Protective styling reemerged as Black people once again embraced their cultural aesthetic, in addition to the utility of such styles to aid in the maintenance of healthy natural hair and prevent breakage.
States and Schools Must Adopt and Abide by Policies Ending Hair Discrimination in Schools
Despite the progress achieved by Black activists, most protective styles – like twists, locs, braids and sew-in extensions – persist as targets of discrimination, particularly in employment and educational settings (Greene, 2021).
Even decades after the enactment of the Civil Rights Act of 1964, schools, employers and other institutions continue to implement “race-neutral” appearance and grooming policies that disproportionately affect Black people and perpetuate racial discrimination.
This was the very political and social climate that necessitated the national CROWN coalition in 2019 to draft the CROWN Act to ensure protection against discrimination based on race-based hairstyle, including hair texture and protective styles, such as braids, locs, twists and knots (CROWN Coalition, 2024). IDRA successfully advocated and testified for passage of the Texas CROWN Act in 2023.
Honoring Black History Through Action
To eradicate hair discrimination in schools and foster inclusive environments, policymakers and school leaders can do the following.

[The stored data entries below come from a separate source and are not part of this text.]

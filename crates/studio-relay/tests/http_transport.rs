//! The HTTP transport and relay against a mock tRPC endpoint.

use std::time::Duration;

use serde_json::json;
use studio_relay::{
    ExecutionRelay, HttpRpcClient, HttpRpcConfig, RemoteError, RpcMethod, RpcRequest,
    RpcTransport,
};
use studio_router::{ProcedureKind, WireTransformer};
use url::Url;
use wiremock::matchers::{body_json, method, path, query_param};
use wiremock::{Mock, MockServer, ResponseTemplate};

fn client(server: &MockServer, transformer: WireTransformer) -> HttpRpcClient {
    let endpoint = Url::parse(&format!("{}/trpc", server.uri())).unwrap();
    let config = HttpRpcConfig::new(endpoint)
        .with_transformer(transformer)
        .with_timeout(Duration::from_secs(5));
    HttpRpcClient::new(config).unwrap()
}

fn query(path: &str, input: serde_json::Value) -> RpcRequest {
    RpcRequest {
        method: RpcMethod::Query,
        path: path.into(),
        input: Some(input),
    }
}

#[tokio::test]
async fn query_sends_input_in_the_query_string() {
    let server = MockServer::start().await;
    Mock::given(method("GET"))
        .and(path("/trpc/user.byId"))
        .and(query_param("input", r#"{"id":1}"#))
        .respond_with(ResponseTemplate::new(200).set_body_json(json!({
            "result": {"data": {"id": 1, "name": "Ada"}}
        })))
        .expect(1)
        .mount(&server)
        .await;

    let data = client(&server, WireTransformer::Identity)
        .call(query("user.byId", json!({"id": 1})))
        .await
        .unwrap();
    assert_eq!(data, json!({"id": 1, "name": "Ada"}));
}

#[tokio::test]
async fn mutation_posts_a_superjson_body() {
    let server = MockServer::start().await;
    Mock::given(method("POST"))
        .and(path("/trpc/user.create"))
        .and(body_json(json!({"json": {"name": "Ada"}})))
        .respond_with(ResponseTemplate::new(200).set_body_json(json!({
            "result": {"data": {"json": {"id": 7}}}
        })))
        .expect(1)
        .mount(&server)
        .await;

    let request = RpcRequest {
        method: RpcMethod::Mutation,
        path: "user.create".into(),
        input: Some(json!({"name": "Ada"})),
    };
    let data = client(&server, WireTransformer::Superjson)
        .call(request)
        .await
        .unwrap();
    assert_eq!(data, json!({"id": 7}));
}

#[tokio::test]
async fn error_envelope_is_structured() {
    let server = MockServer::start().await;
    Mock::given(method("GET"))
        .and(path("/trpc/user.byId"))
        .respond_with(ResponseTemplate::new(404).set_body_json(json!({
            "error": {
                "message": "User not found",
                "code": -32004,
                "data": {"code": "NOT_FOUND", "httpStatus": 404, "path": "user.byId"}
            }
        })))
        .mount(&server)
        .await;

    let err = client(&server, WireTransformer::Identity)
        .call(query("user.byId", json!({"id": 9})))
        .await
        .unwrap_err();
    match err {
        RemoteError::Rpc { message, data, .. } => {
            assert_eq!(message, "User not found");
            assert_eq!(data.unwrap()["httpStatus"], json!(404));
        }
        other => panic!("unexpected error: {other:?}"),
    }
}

#[tokio::test]
async fn unreachable_endpoint_is_a_transport_error() {
    let server = MockServer::start().await;
    let client = client(&server, WireTransformer::Identity);
    drop(server);

    let err = client.call(query("health", json!(null))).await.unwrap_err();
    assert!(matches!(err, RemoteError::Transport { .. }), "{err:?}");
    assert!(!err.is_fault());
}

#[tokio::test]
async fn relay_forwards_remote_status_end_to_end() {
    let server = MockServer::start().await;
    Mock::given(method("GET"))
        .and(path("/trpc/user.byId"))
        .respond_with(ResponseTemplate::new(404).set_body_json(json!({
            "error": {
                "message": "User not found",
                "code": -32004,
                "data": {"code": "NOT_FOUND", "httpStatus": 404}
            }
        })))
        .mount(&server)
        .await;

    let relay = ExecutionRelay::new(client(&server, WireTransformer::Identity));
    let response = relay
        .invoke(
            "user.byId",
            ProcedureKind::Query,
            br#"{ method: "query", data: { id: 9 } }"#,
        )
        .await
        .unwrap();
    assert_eq!(response.status, 404);
    assert_eq!(response.body["response"]["success"], json!(false));
    assert_eq!(response.body["response"]["error"]["message"], "User not found");
}

#[tokio::test]
async fn upstream_outage_is_502() {
    let server = MockServer::start().await;
    Mock::given(method("POST"))
        .and(path("/trpc/job.run"))
        .respond_with(ResponseTemplate::new(503).set_body_string("maintenance"))
        .mount(&server)
        .await;

    let relay = ExecutionRelay::new(client(&server, WireTransformer::Identity));
    let response = relay
        .invoke("job.run", ProcedureKind::Mutation, br#"{"method":"mutation","data":{}}"#)
        .await
        .unwrap();
    assert_eq!(response.status, 502);
    assert_eq!(response.body["response"]["success"], json!(false));
}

Implement comprehensive anti-discrimination policies: School districts should adopt clear policies that explicitly prohibit discrimination based on hair texture and hairstyles associated with racial, cultural or religious identities.

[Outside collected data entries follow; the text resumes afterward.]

//! Relay error types.

use serde_json::{Map, Value};

/// A failed remote call, as seen by the relay.
#[derive(Debug, thiserror::Error)]
pub enum RemoteError {
    /// The endpoint answered with a tRPC error envelope.
    #[error("remote procedure failed: {message}")]
    Rpc {
        message: String,
        code: Option<Value>,
        data: Option<Map<String, Value>>,
    },

    /// The endpoint answered with a non-2xx status and no tRPC envelope.
    #[error("{url} returned HTTP {status}")]
    Http {
        url: String,
        status: u16,
        body: String,
    },

    /// The request never got a response (connection refused, timeout, ...).
    #[error("request to {url} failed: {source}")]
    Transport {
        url: String,
        #[source]
        source: reqwest::Error,
    },

    /// A 2xx response that is not a tRPC envelope.
    #[error("{url} returned an unexpected response: {reason}")]
    Protocol { url: String, reason: String },

    /// The request could not be built.
    #[error("cannot build a request for `{path}`: {reason}")]
    InvalidRequest { path: String, reason: String },
}

impl RemoteError {
    /// Whether this is a relay fault rather than a refusal by the remote.
    pub fn is_fault(&self) -> bool {
        matches!(self, Self::Protocol { .. } | Self::InvalidRequest { .. })
    }
}

/// An invocation failure the relay does not classify.
///
/// The hosting layer answers these with a generic 500 for the one request
/// and keeps serving.
#[derive(Debug, thiserror::Error)]
pub enum RelayFault {
    #[error("relay to `{path}` failed")]
    Remote {
        path: String,
        #[source]
        source: RemoteError,
    },
}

Provide cultural competency training: Educators and administrators should receive training to understand the cultural significance of various hairstyles and recognize implicit biases that may influence their perceptions and actions.
Engage with affected communities: Schools should collaborate with students, family members, and community leaders from marginalized groups to ensure that grooming policies are inclusive and respectful of cultural expressions.
Enforce existing legislation: The courts and state education agencies must ensure compliance with laws like the Texas CROWN Act, holding schools accountable for discriminatory practices.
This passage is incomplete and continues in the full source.